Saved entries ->
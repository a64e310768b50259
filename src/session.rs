//! Per-connection negotiation.
//!
//! A [`NegotiationSession`] walks `Idle -> Offered -> AwaitingResponse`
//! and ends in `Verified` or `Disconnected`. It never does I/O itself: the
//! host hands it a [`Transport`] and feeds it [`PeerEvent`]s.

use std::fmt;
use std::sync::Arc;

use tracing::{debug, info, warn};

use crate::context::NegotiationContext;
use crate::entry::ComponentSet;
use crate::errors::Result;
use crate::isolation::invoke_untrusted;
use crate::state::NegotiationState;
use crate::verify::{Perspective, Verdict};
use crate::wire::ComponentPayload;
use crate::{PROTOCOL_VERSION, SYNC_TASK_KEY};

/// Reason sent to a peer whose data could not be processed.
pub const INTERNAL_ERROR_REASON: &str = "internal verification error";

/// Reason recorded when the transport reports the connection gone.
pub const CONNECTION_CLOSED_REASON: &str = "connection closed";

/// Connection-side operations the session relies on. Owned by the host.
pub trait Transport {
    /// Whether the peer understands the negotiation channel.
    fn can_send_offer(&self) -> bool;
    fn send_offer(&mut self, frame: Vec<u8>) -> Result<()>;
    fn disconnect(&mut self, reason: &str);
    /// Tells the host's configuration pipeline the step named `key` is done.
    fn complete_task(&mut self, key: &str);
}

impl<T: Transport + ?Sized> Transport for &mut T {
    fn can_send_offer(&self) -> bool {
        (**self).can_send_offer()
    }

    fn send_offer(&mut self, frame: Vec<u8>) -> Result<()> {
        (**self).send_offer(frame)
    }

    fn disconnect(&mut self, reason: &str) {
        (**self).disconnect(reason)
    }

    fn complete_task(&mut self, key: &str) {
        (**self).complete_task(key)
    }
}

/// Who is on the other end, for logs.
#[derive(Clone, Debug, PartialEq, Eq)]
pub struct PeerInfo {
    pub name: String,
    pub address: String,
}

impl PeerInfo {
    pub fn new(name: impl Into<String>, address: impl Into<String>) -> Self {
        Self {
            name: name.into(),
            address: address.into(),
        }
    }
}

impl fmt::Display for PeerInfo {
    fn fmt(&self, f: &mut fmt::Formatter<'_>) -> fmt::Result {
        write!(f, "{}[{}]", self.name, self.address)
    }
}

#[derive(Clone, Debug, PartialEq, Eq)]
pub enum SessionState {
    Idle,
    Offered,
    AwaitingResponse,
    Verified,
    Disconnected(String),
}

impl SessionState {
    pub fn is_terminal(&self) -> bool {
        matches!(self, SessionState::Verified | SessionState::Disconnected(_))
    }
}

/// Signals the transport delivers while a session waits.
#[derive(Clone, Debug, PartialEq, Eq)]
pub enum PeerEvent {
    Response(Vec<u8>),
    Terminated,
}

pub struct NegotiationSession {
    ctx: Arc<NegotiationContext>,
    peer: PeerInfo,
    local: Option<Arc<ComponentSet>>,
    state: SessionState,
}

impl fmt::Debug for NegotiationSession {
    fn fmt(&self, f: &mut fmt::Formatter<'_>) -> fmt::Result {
        f.debug_struct("NegotiationSession")
            .field("peer", &self.peer)
            .field("state", &self.state)
            .finish()
    }
}

impl NegotiationSession {
    pub fn new(ctx: Arc<NegotiationContext>, peer: PeerInfo) -> Self {
        Self {
            ctx,
            peer,
            local: None,
            state: SessionState::Idle,
        }
    }

    pub fn peer(&self) -> &PeerInfo {
        &self.peer
    }

    pub fn state(&self) -> &SessionState {
        &self.state
    }

    pub fn is_finished(&self) -> bool {
        self.state.is_terminal()
    }

    /// Start negotiating with a peer that just entered configuration.
    ///
    /// Sends the offer when the peer supports it. Otherwise decides right
    /// away from the early pass, which treats the peer's set as empty.
    pub fn begin<T: Transport + ?Sized>(
        &mut self,
        transport: &mut T,
    ) -> &SessionState {
        if self.state != SessionState::Idle {
            warn!("Negotiation with {} already started", self.peer);
            return &self.state;
        }

        let local = match self.ctx.local_components() {
            Ok(local) => local,
            Err(e) => {
                warn!("Could not assemble local component set: {}", e);
                self.disconnect(transport, INTERNAL_ERROR_REASON.to_owned());
                return &self.state;
            }
        };
        self.local = Some(local.clone());

        if !transport.can_send_offer() {
            self.reject_or_tolerate(transport, local);
            return &self.state;
        }

        self.state = SessionState::Offered;
        info!("Sending component list to {}", self.peer);
        let sent = ComponentPayload::new(&local)
            .encode()
            .and_then(|frame| transport.send_offer(frame));
        match sent {
            Ok(()) => self.state = SessionState::AwaitingResponse,
            Err(e) => {
                warn!("Failed to send component list to {}: {}", self.peer, e);
                self.disconnect(transport, INTERNAL_ERROR_REASON.to_owned());
            }
        }
        &self.state
    }

    pub fn handle<T: Transport + ?Sized>(
        &mut self,
        event: PeerEvent,
        transport: &mut T,
    ) -> &SessionState {
        match event {
            PeerEvent::Response(frame) => self.on_response(&frame, transport),
            PeerEvent::Terminated => self.on_terminated(),
        }
    }

    /// Verify the peer's declared set and settle the session.
    pub fn on_response<T: Transport + ?Sized>(
        &mut self,
        frame: &[u8],
        transport: &mut T,
    ) -> &SessionState {
        let local = match (&self.state, &self.local) {
            (SessionState::AwaitingResponse, Some(local)) => local.clone(),
            _ => {
                warn!(
                    "Ignoring component list from {} while {:?}",
                    self.peer, self.state
                );
                return &self.state;
            }
        };

        let ctx = &self.ctx;
        let peer = &self.peer;
        let label = format!("Received component list from {}", peer);
        let verdict = invoke_untrusted(&label, || {
            let payload = ComponentPayload::decode(frame)?;
            if !payload.is_current_protocol() {
                return Ok(Verdict::Incompatible(format!(
                    "peer speaks component negotiation protocol v{}, expected v{}",
                    payload.protocol_version, PROTOCOL_VERSION
                )));
            }
            let state = NegotiationState::new(
                ctx.role(),
                local,
                Arc::new(payload.into_set()),
            );
            info!(
                "Got component list from {}: {}",
                peer,
                state.peer().stringify()
            );
            Ok(ctx.verifier().verify(&state, Perspective::AsPeer))
        });

        match verdict {
            Ok(Verdict::Compatible) => self.verified(transport),
            Ok(Verdict::Incompatible(reason)) => {
                self.disconnect(transport, reason)
            }
            Err(_) => {
                self.disconnect(transport, INTERNAL_ERROR_REASON.to_owned())
            }
        }
        &self.state
    }

    /// The transport closed the connection; nothing is sent back.
    pub fn on_terminated(&mut self) -> &SessionState {
        if !self.is_finished() {
            debug!("Connection to {} closed during negotiation", self.peer);
            self.state =
                SessionState::Disconnected(CONNECTION_CLOSED_REASON.to_owned());
        }
        &self.state
    }

    fn reject_or_tolerate<T: Transport + ?Sized>(
        &mut self,
        transport: &mut T,
        local: Arc<ComponentSet>,
    ) {
        warn!(
            "{} does not appear to support component negotiation",
            self.peer
        );
        if self.ctx.config().allow_unrecognized_peers {
            warn!(
                "Connection to {} has been force permitted by configuration. \
                 Their installed components were not checked!",
                self.peer
            );
            self.verified(transport);
            return;
        }

        let state = NegotiationState::awaiting_peer(self.ctx.role(), local);
        match self.ctx.verifier().verify(&state, Perspective::AsPeer) {
            Verdict::Compatible => {
                warn!(
                    "Nothing is required of {}, allowing the connection",
                    self.peer
                );
                self.verified(transport);
            }
            Verdict::Incompatible(reason) => self.disconnect(
                transport,
                format!("peer does not support component negotiation: {}", reason),
            ),
        }
    }

    fn verified<T: Transport + ?Sized>(&mut self, transport: &mut T) {
        info!("Negotiation with {} succeeded", self.peer);
        self.state = SessionState::Verified;
        transport.complete_task(SYNC_TASK_KEY);
    }

    fn disconnect<T: Transport + ?Sized>(
        &mut self,
        transport: &mut T,
        reason: String,
    ) {
        warn!("Disconnecting {}: {}", self.peer, reason);
        transport.disconnect(&reason);
        self.state = SessionState::Disconnected(reason);
    }
}

/// Entry point for a connection entering configuration.
///
/// Returns `None` when negotiation is disabled; the connection proceeds
/// without a session.
pub fn configure_connection<T: Transport + ?Sized>(
    ctx: &Arc<NegotiationContext>,
    peer: PeerInfo,
    transport: &mut T,
) -> Option<NegotiationSession> {
    if !ctx.is_enabled() {
        debug!("Component negotiation disabled, skipping {}", peer);
        return None;
    }
    let mut session = NegotiationSession::new(ctx.clone(), peer);
    session.begin(transport);
    Some(session)
}
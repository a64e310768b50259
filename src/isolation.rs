use std::any::Any;
use std::panic::{self, AssertUnwindSafe};

use tracing::error;

use crate::errors::{ModsyncError, Result};

/// Run code that handles peer-supplied data.
///
/// Errors and panics raised by `f` are logged under `label` and turned into
/// [`ModsyncError::UntrustedPayloadFault`]; they never unwind into the
/// caller.
pub fn invoke_untrusted<T, F>(label: &str, f: F) -> Result<T>
where
    F: FnOnce() -> Result<T>,
{
    match panic::catch_unwind(AssertUnwindSafe(f)) {
        Ok(Ok(value)) => Ok(value),
        Ok(Err(e)) => {
            error!("{}: {}", label, e);
            Err(ModsyncError::UntrustedPayloadFault(format!("{}: {}", label, e)))
        }
        Err(payload) => {
            let message = panic_message(payload.as_ref());
            error!("{}: panicked: {}", label, message);
            Err(ModsyncError::UntrustedPayloadFault(format!(
                "{}: panicked: {}",
                label, message
            )))
        }
    }
}

fn panic_message(payload: &(dyn Any + Send)) -> String {
    if let Some(s) = payload.downcast_ref::<&str>() {
        (*s).to_owned()
    } else if let Some(s) = payload.downcast_ref::<String>() {
        s.clone()
    } else {
        "unknown panic".to_owned()
    }
}
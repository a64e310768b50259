//! Component compatibility negotiation between a server and its clients.
//!
//! Before a connection is allowed to proceed the server offers the set of
//! components it declares, the client answers with its own, and each side
//! checks that everything the other marks as required is installed.
//!
//! Typical server flow:
//! 1. Build a [`NegotiationContext`] once at start-up from a
//!    [`NegotiationConfig`] and an [`Inventory`].
//! 2. For every connection entering configuration call
//!    [`configure_connection`] with a [`Transport`] for that connection.
//! 3. Feed the returned [`NegotiationSession`] the peer's response (or
//!    run it with [`driver::drive`]); it either completes the
//!    configuration task or disconnects the peer with a reason.
//!
//! ```
//! use std::sync::Arc;
//! use modsync::{
//!     merge_entries, ComponentEntry, CompatibilityVerifier, NegotiationState,
//!     Perspective, RequirementLevel, Role,
//! };
//!
//! let server = merge_entries(vec![
//!     ComponentEntry::new("fabric-api", "0.92.0", RequirementLevel::BothRequired)?,
//! ]);
//! let state = NegotiationState::awaiting_peer(Role::Server, Arc::new(server));
//! let verdict = CompatibilityVerifier::default().verify(&state, Perspective::AsPeer);
//! assert_eq!(
//!     verdict.reason(),
//!     Some("you are missing required component `fabric-api` (0.92.0)")
//! );
//! # Ok::<(), modsync::ModsyncError>(())
//! ```

pub mod client;
pub mod config;
pub mod context;
pub mod driver;
pub mod entry;
pub mod errors;
pub mod inventory;
pub mod isolation;
pub mod merge;
pub mod requirement;
pub mod session;
pub mod state;
pub mod verify;
pub mod wire;

pub use client::{answer_offer, ClientReply};
pub use config::NegotiationConfig;
pub use context::NegotiationContext;
pub use entry::{ComponentDecl, ComponentEntry, ComponentSet};
pub use errors::{ModsyncError, Result};
pub use inventory::{Inventory, Manifest, ManifestInventory, StaticInventory};
pub use merge::{merge, merge_entries};
pub use requirement::{RequirementLevel, Role};
pub use session::{
    configure_connection, NegotiationSession, PeerEvent, PeerInfo,
    SessionState, Transport,
};
pub use state::NegotiationState;
pub use verify::{
    CompatibilityVerifier, Mismatch, MismatchKind, Perspective, Side, Verdict,
    VersionPolicy, VersionPolicyKind,
};
pub use wire::ComponentPayload;

/// Version of the payload format exchanged during negotiation.
pub const PROTOCOL_VERSION: u32 = 1;

/// Channel the offer and response travel on.
pub const CHANNEL_ID: &str = "modsync:synchronize";

/// Key of the configuration task a session completes on success.
pub const SYNC_TASK_KEY: &str = CHANNEL_ID;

Brief ->
All that belongs in the answer is the run of lines above from the line containing "let message = panic_message(payload.as_ref());" through the line containing "entering configuration call", exactly as written.

Solved exercise ->
            let message = panic_message(payload.as_ref());
            error!("{}: panicked: {}", label, message);
            Err(ModsyncError::UntrustedPayloadFault(format!(
                "{}: panicked: {}",
                label, message
            )))
        }
    }
}

fn panic_message(payload: &(dyn Any + Send)) -> String {
    if let Some(s) = payload.downcast_ref::<&str>() {
        (*s).to_owned()
    } else if let Some(s) = payload.downcast_ref::<String>() {
        s.clone()
    } else {
        "unknown panic".to_owned()
    }
}
repository a64e310768b50259
//! Component compatibility negotiation between a server and its clients.
//!
//! Before a connection is allowed to proceed the server offers the set of
//! components it declares, the client answers with its own, and each side
//! checks that everything the other marks as required is installed.
//!
//! Typical server flow:
//! 1. Build a [`NegotiationContext`] once at start-up from a
//!    [`NegotiationConfig`] and an [`Inventory`].
//! 2. For every connection entering configuration call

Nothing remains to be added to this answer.